I was a signatory to the letter published in the May 4 edition of the Los Alamos Daily Post (link), in which 18 retired LANL scientists expressed concern regarding federal plans to suppress scientific research and monitoring related to environmental protection and public health.

In the May 6 edition of the Daily Post, Richard Nebel responded thoughtfully, pointing to the productivity of private industry, the bureaucratic ineptness of government, and the feelings of laborers (link). However, he missed the essence of what concerns scientists throughout the country.

Nebel suggests that retired scientists “making six-figure salaries” should not “double-dip” by returning to LANL, collecting even more money as a “guest scientist.” For clarity, let me say that I never made a six-figure salary, but that I did return as a guest scientist without pay for 10 years. Furthermore, I understand his concern with the common laborer’s views, inasmuch as I started my working career cleaning toilets and picking potatoes.

Nebel suggests that the retired scientists establish credibility by working for private industry. That suggestion misses the point of concern.

Across the country, the scientists’ concern is with a selective reduction of funding for earth and health science, while increasing funding for planetary science (and for military expansion). The selective reduction is aimed specifically at the scientific monitoring and exploration of public health and environmental protection, particularly climate change. Private industry is geared toward profit, not toward defense and protection of the commons—the air, the water, the land. It is more profitable for industry to dump wastes where convenient, to consume resources, and later to depart, leaving the damages behind. That’s the nature of cost-sensitive competitive business.

That’s why we need governmental regulations to protect the common resources. Society, after all, IS a process of regulation. There are rules, social rules or laws, for almost every way in which people interact. There’s even a rule (not a law) regarding how you set the silverware at the dinner table.

I don’t support blind regulations, like outlawing knives because they can cut your fingers. Regulations should be based on facts and costs. Particularly in health and environmental matters, those facts are based in science, and that science has to be supported by the government. Do you expect tobacco companies to publish the effects of smoking on health?

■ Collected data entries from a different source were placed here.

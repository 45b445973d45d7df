//! Error types for the workflow model.

use std::path::PathBuf;
use thiserror::Error;

/// Result type alias for model operations.
pub type ModelResult<T> = Result<T, ModelError>;

/// Errors that can occur while loading or writing workflows.
#[derive(Error, Debug)]
pub enum ModelError {
    #[error("Unsupported definition format for file: {0}")]
    UnsupportedFormat(PathBuf),

    #[error("Invalid workflow definition in file {path}: {message}")]
    InvalidDefinition { path: PathBuf, message: String },

    #[error("Render error: {0}")]
    Render(#[from] wfgen_core::RenderError),

    #[error("IO error: {0}")]
    Io(#[from] std::io::Error),

    #[error("YAML parsing error: {0}")]
    Yaml(#[from] serde_yaml::Error),

    #[error("JSON parsing error: {0}")]
    Json(#[from] serde_json::Error),
}
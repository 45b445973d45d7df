//! Scalar encoding: plain, double-quoted or block-literal text.
//!
//! The quoting rules are deliberately wider than the YAML 1.2 core schema:
//! anything a 1.1 or 1.2 parser could read as a non-string, and anything
//! starting with an indicator character, is quoted.

use std::fmt::Write as _;
use std::sync::LazyLock;

use regex::Regex;
use tracing::trace;

use crate::node::Scalar;

/// Numeric-looking text under either YAML 1.1 or 1.2 resolution.
static NUMBER_PATTERN: LazyLock<Regex> = LazyLock::new(|| {
    Regex::new(
        r"^[-+]?(?:0b[01_]+|0o[0-7_]+|0x[0-9a-fA-F_]+|(?:\.[0-9][0-9_]*|[0-9][0-9_]*(?:\.[0-9_]*)?)(?:[eE][-+]?[0-9]+)?|[0-9][0-9_]*(?::[0-5]?[0-9])+(?:\.[0-9_]*)?|\.(?:inf|Inf|INF|nan|NaN|NAN))$",
    )
    .expect("number pattern is valid")
});

/// Words every YAML version resolves to null or a boolean.
const CORE_WORDS: &[&str] = &["~", "null", "true", "false"];

/// Words only YAML 1.1 resolves to booleans.
const LEGACY_BOOL_WORDS: &[&str] = &["yes", "no", "on", "off", "y", "n"];

/// Characters that may not start a plain scalar.
const INDICATORS: &[char] = &[
    '-', '?', ':', ',', '[', ']', '{', '}', '#', '&', '*', '!', '|', '>', '\'', '"', '%', '@', '`',
];

/// Where an encoded string ends up.
#[derive(Debug, Clone, Copy, PartialEq, Eq)]
enum Position {
    Key,
    Value,
}

/// An encoded scalar, ready to be placed after a key or list marker.
#[derive(Debug, Clone, PartialEq, Eq)]
pub(crate) enum Encoded {
    /// Single-line text that goes on the current line.
    Inline(String),
    /// A block header (`|`, `|-` or `|+`) on the current line, followed by raw
    /// content lines that the caller indents one level deeper.
    Block { header: &'static str, lines: Vec<String> },
}

/// Encode a scalar in value position.
pub(crate) fn encode_value(scalar: &Scalar) -> Encoded {
    match scalar {
        Scalar::Null => Encoded::Inline("null".to_string()),
        Scalar::Bool(value) => Encoded::Inline(value.to_string()),
        Scalar::Int(value) => Encoded::Inline(value.to_string()),
        Scalar::Float(value) => Encoded::Inline(format_float(*value)),
        Scalar::Str(text) => encode_str(text),
    }
}

/// Encode a mapping key. Keys never use block form.
pub(crate) fn encode_key(key: &str) -> String {
    if needs_quotes(key, Position::Key) {
        double_quote(key)
    } else {
        key.to_string()
    }
}

fn encode_str(text: &str) -> Encoded {
    if text.contains('\n') {
        if let Some(block) = block_literal(text) {
            return block;
        }
        trace!("Multi-line string cannot use block form, quoting");
        return Encoded::Inline(double_quote(text));
    }
    if needs_quotes(text, Position::Value) {
        Encoded::Inline(double_quote(text))
    } else {
        Encoded::Inline(text.to_string())
    }
}

/// Block-literal form, when it can reproduce `text` exactly without
/// trailing whitespace or an indentation indicator.
fn block_literal(text: &str) -> Option<Encoded> {
    let body = text.trim_end_matches('\n');
    let trailing = text.len() - body.len();
    let header = match trailing {
        0 => "|-",
        1 => "|",
        _ => "|+",
    };

    let mut lines: Vec<&str> = body.split('\n').collect();
    let first_content = lines.iter().find(|line| !line.is_empty())?;
    if first_content.starts_with([' ', '\t']) {
        return None;
    }
    let representable = lines.iter().all(|line| {
        !line.starts_with('\t')
            && !line.ends_with([' ', '\t'])
            && line.chars().all(|c| c == '\t' || is_printable(c))
    });
    if !representable {
        return None;
    }

    // Kept line breaks beyond the first become empty content lines.
    lines.extend(std::iter::repeat("").take(trailing.saturating_sub(1)));
    Some(Encoded::Block {
        header,
        lines: lines.into_iter().map(str::to_string).collect(),
    })
}

fn needs_quotes(text: &str, position: Position) -> bool {
    let (first, last) = match (text.chars().next(), text.chars().last()) {
        (Some(first), Some(last)) => (first, last),
        _ => return true,
    };

    if first.is_whitespace() || last.is_whitespace() || last == ':' {
        return true;
    }
    if INDICATORS.contains(&first) || text.starts_with("...") || text.starts_with("<<") {
        return true;
    }
    if text.contains(": ") || text.contains(" #") || text.contains('\t') {
        return true;
    }
    if !text.chars().all(is_printable) {
        return true;
    }

    let lowered = text.to_lowercase();
    if CORE_WORDS.contains(&lowered.as_str()) {
        return true;
    }
    // `on` is the trigger key of every workflow and stays plain there.
    if LEGACY_BOOL_WORDS.contains(&lowered.as_str()) && !(position == Position::Key && text == "on") {
        return true;
    }
    NUMBER_PATTERN.is_match(text)
}

/// Characters YAML allows unescaped, minus the ones some parsers treat as
/// line breaks or byte order marks.
fn is_printable(c: char) -> bool {
    matches!(c,
        '\u{20}'..='\u{7E}'
        | '\u{A0}'..='\u{2027}'
        | '\u{202A}'..='\u{D7FF}'
        | '\u{E000}'..='\u{FEFE}'
        | '\u{FF00}'..='\u{FFFD}'
        | '\u{10000}'..='\u{10FFFF}')
}

fn double_quote(text: &str) -> String {
    let mut out = String::with_capacity(text.len() + 2);
    out.push('"');
    for c in text.chars() {
        match c {
            '"' => out.push_str("\\\""),
            '\\' => out.push_str("\\\\"),
            '\n' => out.push_str("\\n"),
            '\t' => out.push_str("\\t"),
            '\r' => out.push_str("\\r"),
            '\0' => out.push_str("\\0"),
            c if is_printable(c) => out.push(c),
            c => escape_char(&mut out, c),
        }
    }
    out.push('"');
    out
}

/// Text for one header comment line. Characters a parser could read as a
/// line break, or that are not printable, are written as escapes.
pub(crate) fn comment_text(line: &str) -> String {
    let mut out = String::with_capacity(line.len());
    for c in line.chars() {
        if c == '\t' || is_printable(c) {
            out.push(c);
        } else {
            escape_char(&mut out, c);
        }
    }
    out
}

fn escape_char(out: &mut String, c: char) {
    let code = c as u32;
    if code <= 0xFF {
        let _ = write!(out, "\\x{:02X}", code);
    } else if code <= 0xFFFF {
        let _ = write!(out, "\\u{:04X}", code);
    } else {
        let _ = write!(out, "\\U{:08X}", code);
    }
}

/// Shortest round-trip form that a YAML parser still reads as a float.
fn format_float(value: f64) -> String {
    if value.is_nan() {
        ".nan".to_string()
    } else if value == f64::INFINITY {
        ".inf".to_string()
    } else if value == f64::NEG_INFINITY {
        "-.inf".to_string()
    } else {
        // Debug output may use a bare exponent (`1e20`); YAML 1.1 wants a
        // `.` in the mantissa and a signed exponent.
        let text = format!("{:?}", value);
        match text.split_once('e') {
            Some((mantissa, exponent)) => {
                let dot = if mantissa.contains('.') { "" } else { ".0" };
                let sign = if exponent.starts_with('-') { "" } else { "+" };
                format!("{}{}e{}{}", mantissa, dot, sign, exponent)
            }
            None => text,
        }
    }
}

#[cfg(test)]
mod tests {
    use super::*;

    fn inline(scalar: Scalar) -> String {
        match encode_value(&scalar) {
            Encoded::Inline(text) => text,
            other => panic!("expected inline, got {:?}", other),
        }
    }

    #[test]
    fn test_plain_strings() {
        for text in ["macos-latest", "Simple Workflow", "Echoing!", "echo \"Hello World!\"", "read", "a:b", "v1.2.3", "3rd-party", "${{ matrix.os }}"] {
            assert_eq!(inline(text.into()), text, "{} should stay plain", text);
        }
    }

    #[test]
    fn test_ambiguous_strings_are_quoted() {
        assert_eq!(inline("true".into()), "\"true\"");
        assert_eq!(inline("False".into()), "\"False\"");
        assert_eq!(inline("null".into()), "\"null\"");
        assert_eq!(inline("~".into()), "\"~\"");
        assert_eq!(inline("yes".into()), "\"yes\"");
        assert_eq!(inline("off".into()), "\"off\"");
        assert_eq!(inline("".into()), "\"\"");
        assert_eq!(inline("1".into()), "\"1\"");
        assert_eq!(inline("-12".into()), "\"-12\"");
        assert_eq!(inline("3.10".into()), "\"3.10\"");
        assert_eq!(inline("1e5".into()), "\"1e5\"");
        assert_eq!(inline("0x1F".into()), "\"0x1F\"");
        assert_eq!(inline("1_000".into()), "\"1_000\"");
        assert_eq!(inline("12:30".into()), "\"12:30\"");
        assert_eq!(inline(".inf".into()), "\".inf\"");
    }

    #[test]
    fn test_structural_strings_are_quoted() {
        assert_eq!(inline("key: value".into()), "\"key: value\"");
        assert_eq!(inline("ends:".into()), "\"ends:\"");
        assert_eq!(inline("a #comment".into()), "\"a #comment\"");
        assert_eq!(inline(" padded".into()), "\" padded\"");
        assert_eq!(inline("padded ".into()), "\"padded \"");
        assert_eq!(inline("*alias".into()), "\"*alias\"");
        assert_eq!(inline("&anchor".into()), "\"&anchor\"");
        assert_eq!(inline("@user".into()), "\"@user\"");
        assert_eq!(inline("- item".into()), "\"- item\"");
        assert_eq!(inline("'single'".into()), "\"'single'\"");
        assert_eq!(inline("\"double\"".into()), "\"\\\"double\\\"\"");
        assert_eq!(inline("...".into()), "\"...\"");
        assert_eq!(inline("<<".into()), "\"<<\"");
    }

    #[test]
    fn test_escapes() {
        assert_eq!(inline("tab\there".into()), "\"tab\\there\"");
        assert_eq!(inline("back\\slash #x".into()), "\"back\\\\slash #x\"");
        assert_eq!(inline("bell\u{7}".into()), "\"bell\\x07\"");
        assert_eq!(inline("\u{FEFF}bom".into()), "\"\\uFEFFbom\"");
    }

    #[test]
    fn test_non_strings() {
        assert_eq!(inline(Scalar::Bool(true)), "true");
        assert_eq!(inline(Scalar::Int(-42)), "-42");
        assert_eq!(inline(Scalar::Null), "null");
        assert_eq!(inline(Scalar::Float(1.0)), "1.0");
        assert_eq!(inline(Scalar::Float(3.1)), "3.1");
        assert_eq!(inline(Scalar::Float(1e20)), "1.0e+20");
        assert_eq!(inline(Scalar::Float(-2.5e-7)), "-2.5e-7");
        assert_eq!(inline(Scalar::Float(1e-7)), "1.0e-7");
        assert_eq!(inline(Scalar::Float(f64::INFINITY)), ".inf");
        assert_eq!(inline(Scalar::Float(f64::NEG_INFINITY)), "-.inf");
        assert_eq!(inline(Scalar::Float(f64::NAN)), ".nan");
    }

    #[test]
    fn test_block_literal_chomping() {
        assert_eq!(
            encode_value(&"echo \"Hello World!\"\n".into()),
            Encoded::Block {
                header: "|",
                lines: vec!["echo \"Hello World!\"".to_string()],
            }
        );
        assert_eq!(
            encode_value(&"a\n\nb".into()),
            Encoded::Block {
                header: "|-",
                lines: vec!["a".to_string(), String::new(), "b".to_string()],
            }
        );
        assert_eq!(
            encode_value(&"a\n\n\n".into()),
            Encoded::Block {
                header: "|+",
                lines: vec!["a".to_string(), String::new(), String::new()],
            }
        );
    }

    #[test]
    fn test_block_literal_fallbacks() {
        assert_eq!(inline("  indented\nx".into()), "\"  indented\\nx\"");
        assert_eq!(inline("trailing \nx".into()), "\"trailing \\nx\"");
        assert_eq!(inline("\n".into()), "\"\\n\"");
        assert_eq!(inline("\n\n".into()), "\"\\n\\n\"");
        assert_eq!(inline("cr\r\nlf".into()), "\"cr\\r\\nlf\"");
    }

    #[test]
    fn test_keys() {
        assert_eq!(encode_key("on"), "on");
        assert_eq!(encode_key("On"), "\"On\"");
        assert_eq!(encode_key("yes"), "\"yes\"");
        assert_eq!(encode_key("n"), "\"n\"");
        assert_eq!(encode_key("off"), "\"off\"");
        assert_eq!(encode_key("runs-on"), "runs-on");
        assert_eq!(encode_key("true"), "\"true\"");
        assert_eq!(encode_key("8080"), "\"8080\"");
        assert_eq!(encode_key(""), "\"\"");
        assert_eq!(encode_key("multi\nline"), "\"multi\\nline\"");
    }
}
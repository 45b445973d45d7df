//! Workflow definition loading.

use std::fs;
use std::path::Path;

use tracing::debug;

use crate::error::{ModelError, ModelResult};
use crate::workflow::Workflow;

/// Format of a workflow definition file.
#[derive(Debug, Clone, Copy, PartialEq, Eq)]
pub enum DefinitionFormat {
    Yaml,
    Json,
}

impl DefinitionFormat {
    /// Pick the format from a file extension.
    pub fn from_path(path: &Path) -> ModelResult<Self> {
        match path.extension().and_then(|ext| ext.to_str()) {
            Some("yaml") | Some("yml") => Ok(DefinitionFormat::Yaml),
            Some("json") => Ok(DefinitionFormat::Json),
            _ => Err(ModelError::UnsupportedFormat(path.to_path_buf())),
        }
    }
}

/// Reader for workflow definitions.
pub struct WorkflowReader;

impl WorkflowReader {
    /// Read a definition file, choosing the format from its extension.
    pub fn read_file(path: impl AsRef<Path>) -> ModelResult<Workflow> {
        let path = path.as_ref();
        let format = DefinitionFormat::from_path(path)?;
        debug!("Reading {:?} workflow definition from {:?}", format, path);

        let content = fs::read_to_string(path)?;
        Self::parse(&content, format).map_err(|e| match e {
            ModelError::Yaml(err) => ModelError::InvalidDefinition {
                path: path.to_path_buf(),
                message: err.to_string(),
            },
            ModelError::Json(err) => ModelError::InvalidDefinition {
                path: path.to_path_buf(),
                message: err.to_string(),
            },
            other => other,
        })
    }

    /// Parse a definition held in memory.
    pub fn parse(content: &str, format: DefinitionFormat) -> ModelResult<Workflow> {
        let workflow: Workflow = match format {
            DefinitionFormat::Yaml => serde_yaml::from_str(content)?,
            DefinitionFormat::Json => serde_json::from_str(content)?,
        };
        Ok(workflow)
    }
}

#[cfg(test)]
mod tests {
    use super::*;
    use std::path::PathBuf;

    #[test]
    fn test_format_from_extension() {
        assert_eq!(
            DefinitionFormat::from_path(Path::new("ci.yml")).unwrap(),
            DefinitionFormat::Yaml
        );
        assert_eq!(
            DefinitionFormat::from_path(Path::new("ci.json")).unwrap(),
            DefinitionFormat::Json
        );
        assert!(matches!(
            DefinitionFormat::from_path(Path::new("ci.toml")),
            Err(ModelError::UnsupportedFormat(p)) if p == PathBuf::from("ci.toml")
        ));
    }

    #[test]
    fn test_parse_rejects_unknown_job_field() {
        let err = WorkflowReader::parse(
            "jobs:\n  build:\n    runs-on: ubuntu-latest\n    step: []\n",
            DefinitionFormat::Yaml,
        )
        .unwrap_err();
        assert!(err.to_string().contains("step"));
    }
}
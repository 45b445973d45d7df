//! # wfgen_model
//!
//! Typed model of a GitHub Actions workflow.
//!
//! Every record maps field by field onto a [`wfgen_core::Node`] tree, in a
//! fixed documented order, and renders through the core YAML renderer.
//! Optional fields are `Option`s: `None` is left out of the output, while an
//! explicitly empty value renders as `{}` or `[]`.
//!
//! ## Example
//!
//! ```rust
//! use wfgen_model::{Job, PushTrigger, Step, Triggers, Workflow};
//!
//! let workflow = Workflow::new("CI")
//!     .on(Triggers::new().push(PushTrigger::new().branches(["main"])))
//!     .job(
//!         "test",
//!         Job::new("ubuntu-latest")
//!             .step(Step::uses("actions/checkout@v4"))
//!             .step(Step::run("cargo test").name("Test")),
//!     );
//!
//! let yaml = workflow.to_yaml().unwrap();
//! assert!(yaml.starts_with("name: CI\non:\n  push:\n"));
//! ```

pub mod error;
pub mod job;
pub mod reader;
pub mod step;
pub mod triggers;
pub mod workflow;
pub mod writer;

pub use error::{ModelError, ModelResult};
pub use job::{Container, Job, JobSecrets, Matrix, OneOrMany, Strategy};
pub use reader::{DefinitionFormat, WorkflowReader};
pub use step::Step;
pub use triggers::{
    ActivityTrigger, CallSecret, InputType, PullRequestTrigger, PushTrigger, Schedule, Triggers,
    WorkflowCall, WorkflowDispatch, WorkflowInput, WorkflowRunTrigger,
};
pub use workflow::{
    Access, Concurrency, Defaults, Env, PermissionPreset, PermissionScopes, Permissions,
    RunDefaults, Workflow,
};
pub use writer::WorkflowWriter;
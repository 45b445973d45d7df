//! Integration tests for the workflow model.

use std::fs;
use tempfile::tempdir;

use wfgen_core::RenderOptions;
use wfgen_model::{
    Access, Concurrency, DefinitionFormat, InputType, Job, Matrix, PermissionScopes, Permissions,
    PullRequestTrigger, PushTrigger, Step, Strategy, Triggers, Workflow, WorkflowDispatch,
    WorkflowInput, WorkflowReader, WorkflowWriter,
};

const SIMPLE_EXPECTED: &str = r#"name: Simple Workflow
on:
  push: {}
permissions:
  actions: read
env:
  ENV_FIELD: "1"
jobs:
  echo:
    name: Echo
    runs-on: macos-latest
    steps:
      - name: Echoing!
        run: echo "Hello World!"
"#;

fn simple_workflow() -> Workflow {
    Workflow::new("Simple Workflow")
        .on(Triggers::new().push(PushTrigger::new()))
        .permissions(Permissions::scoped(PermissionScopes {
            actions: Some(Access::Read),
            ..PermissionScopes::default()
        }))
        .env("ENV_FIELD", "1")
        .job(
            "echo",
            Job::new("macos-latest")
                .name("Echo")
                .step(Step::run(r#"echo "Hello World!""#).name("Echoing!")),
        )
}

/// The canonical single-job workflow renders in declared field order.
#[test]
fn test_simple_workflow() {
    assert_eq!(simple_workflow().to_yaml().unwrap(), SIMPLE_EXPECTED);
}

/// The same workflow loaded from a YAML definition renders identically.
#[test]
fn test_simple_workflow_from_yaml_definition() {
    let definition = r#"
name: Simple Workflow
on:
  push: {}
permissions:
  actions: read
env:
  ENV_FIELD: "1"
jobs:
  echo:
    name: Echo
    runs-on: macos-latest
    steps:
      - name: Echoing!
        run: echo "Hello World!"
"#;
    let workflow = WorkflowReader::parse(definition, DefinitionFormat::Yaml).unwrap();
    assert_eq!(workflow, simple_workflow());
    assert_eq!(workflow.to_yaml().unwrap(), SIMPLE_EXPECTED);
}

/// JSON definitions keep their key order too.
#[test]
fn test_simple_workflow_from_json_file() {
    let temp = tempdir().unwrap();
    let path = temp.path().join("simple.json");
    fs::write(
        &path,
        r#"{
  "name": "Simple Workflow",
  "on": { "push": {} },
  "permissions": { "actions": "read" },
  "env": { "ENV_FIELD": "1" },
  "jobs": {
    "echo": {
      "name": "Echo",
      "runs-on": "macos-latest",
      "steps": [{ "name": "Echoing!", "run": "echo \"Hello World!\"" }]
    }
  }
}"#,
    )
    .unwrap();

    let workflow = WorkflowReader::read_file(&path).unwrap();
    assert_eq!(workflow.to_yaml().unwrap(), SIMPLE_EXPECTED);
}

#[test]
fn test_invalid_definition_names_file() {
    let temp = tempdir().unwrap();
    let path = temp.path().join("broken.yml");
    fs::write(&path, "jobs:\n  build:\n    runs_on: ubuntu-latest\n").unwrap();

    let err = WorkflowReader::read_file(&path).unwrap_err();
    let message = err.to_string();
    assert!(message.contains("broken.yml"), "{}", message);
    assert!(message.contains("runs_on"), "{}", message);
}

/// A multi-line run command uses block-literal form, one level under `run:`.
#[test]
fn test_multi_line_script() {
    let workflow = Workflow::default().job(
        "echo",
        Job::new("ubuntu-latest").step(Step::run("echo \"Hello World!\"\n")),
    );
    let yaml = workflow.to_yaml().unwrap();
    assert!(
        yaml.contains("      - run: |\n          echo \"Hello World!\"\n"),
        "{}",
        yaml
    );
}

/// Unset fields leave no trace; explicitly empty ones render as empty collections.
#[test]
fn test_absent_versus_empty() {
    let unset = Workflow::new("W").job("a", Job::new("ubuntu-latest"));
    let yaml = unset.to_yaml().unwrap();
    assert!(!yaml.contains("steps"));
    assert!(!yaml.contains("permissions"));

    let mut empty = Job::new("ubuntu-latest");
    empty.steps = Some(Vec::new());
    let yaml = Workflow::new("W").job("a", empty).to_yaml().unwrap();
    assert!(yaml.contains("    steps: []\n"), "{}", yaml);
}

#[test]
fn test_full_workflow_renders_and_reparses() {
    let workflow = Workflow::new("Release")
        .run_name("Release ${{ github.ref_name }}")
        .on(Triggers::new()
            .push(PushTrigger::new().tags(["v*"]))
            .pull_request(PullRequestTrigger::new().branches(["main"]))
            .workflow_dispatch(WorkflowDispatch::new().input(
                "dry-run",
                WorkflowInput::new(InputType::Boolean)
                    .description("Skip publishing")
                    .default_value(false),
            ))
            .cron("30 2 * * *"))
        .permissions(Permissions::read_all())
        .concurrency(Concurrency::new("release").cancel_in_progress(false))
        .env("RUST_BACKTRACE", 1)
        .job(
            "build",
            Job::new("${{ matrix.os }}")
                .strategy(Strategy::matrix(
                    Matrix::new().dimension("os", ["ubuntu-latest", "macos-latest"]),
                ))
                .step(Step::uses("actions/checkout@v4").with("fetch-depth", 0))
                .step(
                    Step::run("cargo build --release\ncargo test --release\n")
                        .name("Build")
                        .env("CARGO_INCREMENTAL", "0"),
                )
                .output("version", "${{ steps.meta.outputs.version }}"),
        )
        .job(
            "publish",
            Job::new("ubuntu-latest")
                .needs("build")
                .when("startsWith(github.ref, 'refs/tags/')")
                .environment("production")
                .step(Step::run("cargo publish").continue_on_error(false)),
        );

    let yaml = workflow.to_yaml().unwrap();
    let reparsed = WorkflowReader::parse(&yaml, DefinitionFormat::Yaml).unwrap();
    assert_eq!(reparsed, workflow);
    assert_eq!(reparsed.to_yaml().unwrap(), yaml);

    let value: serde_yaml::Value = serde_yaml::from_str(&yaml).unwrap();
    let jobs: Vec<_> = value["jobs"]
        .as_mapping()
        .unwrap()
        .keys()
        .map(|k| k.as_str().unwrap().to_string())
        .collect();
    assert_eq!(jobs, vec!["build", "publish"]);
    assert_eq!(value["env"]["RUST_BACKTRACE"], serde_yaml::Value::from(1));
}

#[test]
fn test_writer_writes_header_and_creates_directories() {
    let temp = tempdir().unwrap();
    let path = temp.path().join(".github").join("workflows").join("simple.yml");
    let options = RenderOptions::new().with_header("Generated by wfgen. Do not edit.");

    WorkflowWriter::write(&path, &simple_workflow(), &options).unwrap();

    let content = fs::read_to_string(&path).unwrap();
    assert_eq!(
        content,
        format!("# Generated by wfgen. Do not edit.\n{}", SIMPLE_EXPECTED)
    );
}

#[test]
fn test_rendering_is_deterministic() {
    let workflow = simple_workflow();
    let first = workflow.to_yaml().unwrap();
    for _ in 0..10 {
        assert_eq!(workflow.to_yaml().unwrap(), first);
    }
}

As an unpaid volunteer, I’ve brought science to public policy. Out of concern, I did this as a spare-time hobby for about 30 years, and then as a greatly expanded effort for about 10 years. I did measurements and I brought data to the rule-making bodies. And I saw industry, applying its money in politics to eliminate the rules based on scientific reason.

We have a dangerous process in this country, dangerous not only to science and the commons—air, land, water, and climate—but even more dangerous to the well-being of wage earners, if they have a job at all. It is the process of positive feedback between money and politics. Money is invested in politics to remove the regulation of banking, monopoly, and even equal access to the internet. That’s money invested in government in order to make more money, invested to make a government that widens the gap between rich and poor. Any system with unlimited positive feedback will self-destruct. A purely capitalistic economy will collapse if not regulated for the common good. Let me repeat: society IS regulation—best done to promote freedom not repression, but freedom must include the safety of the commons.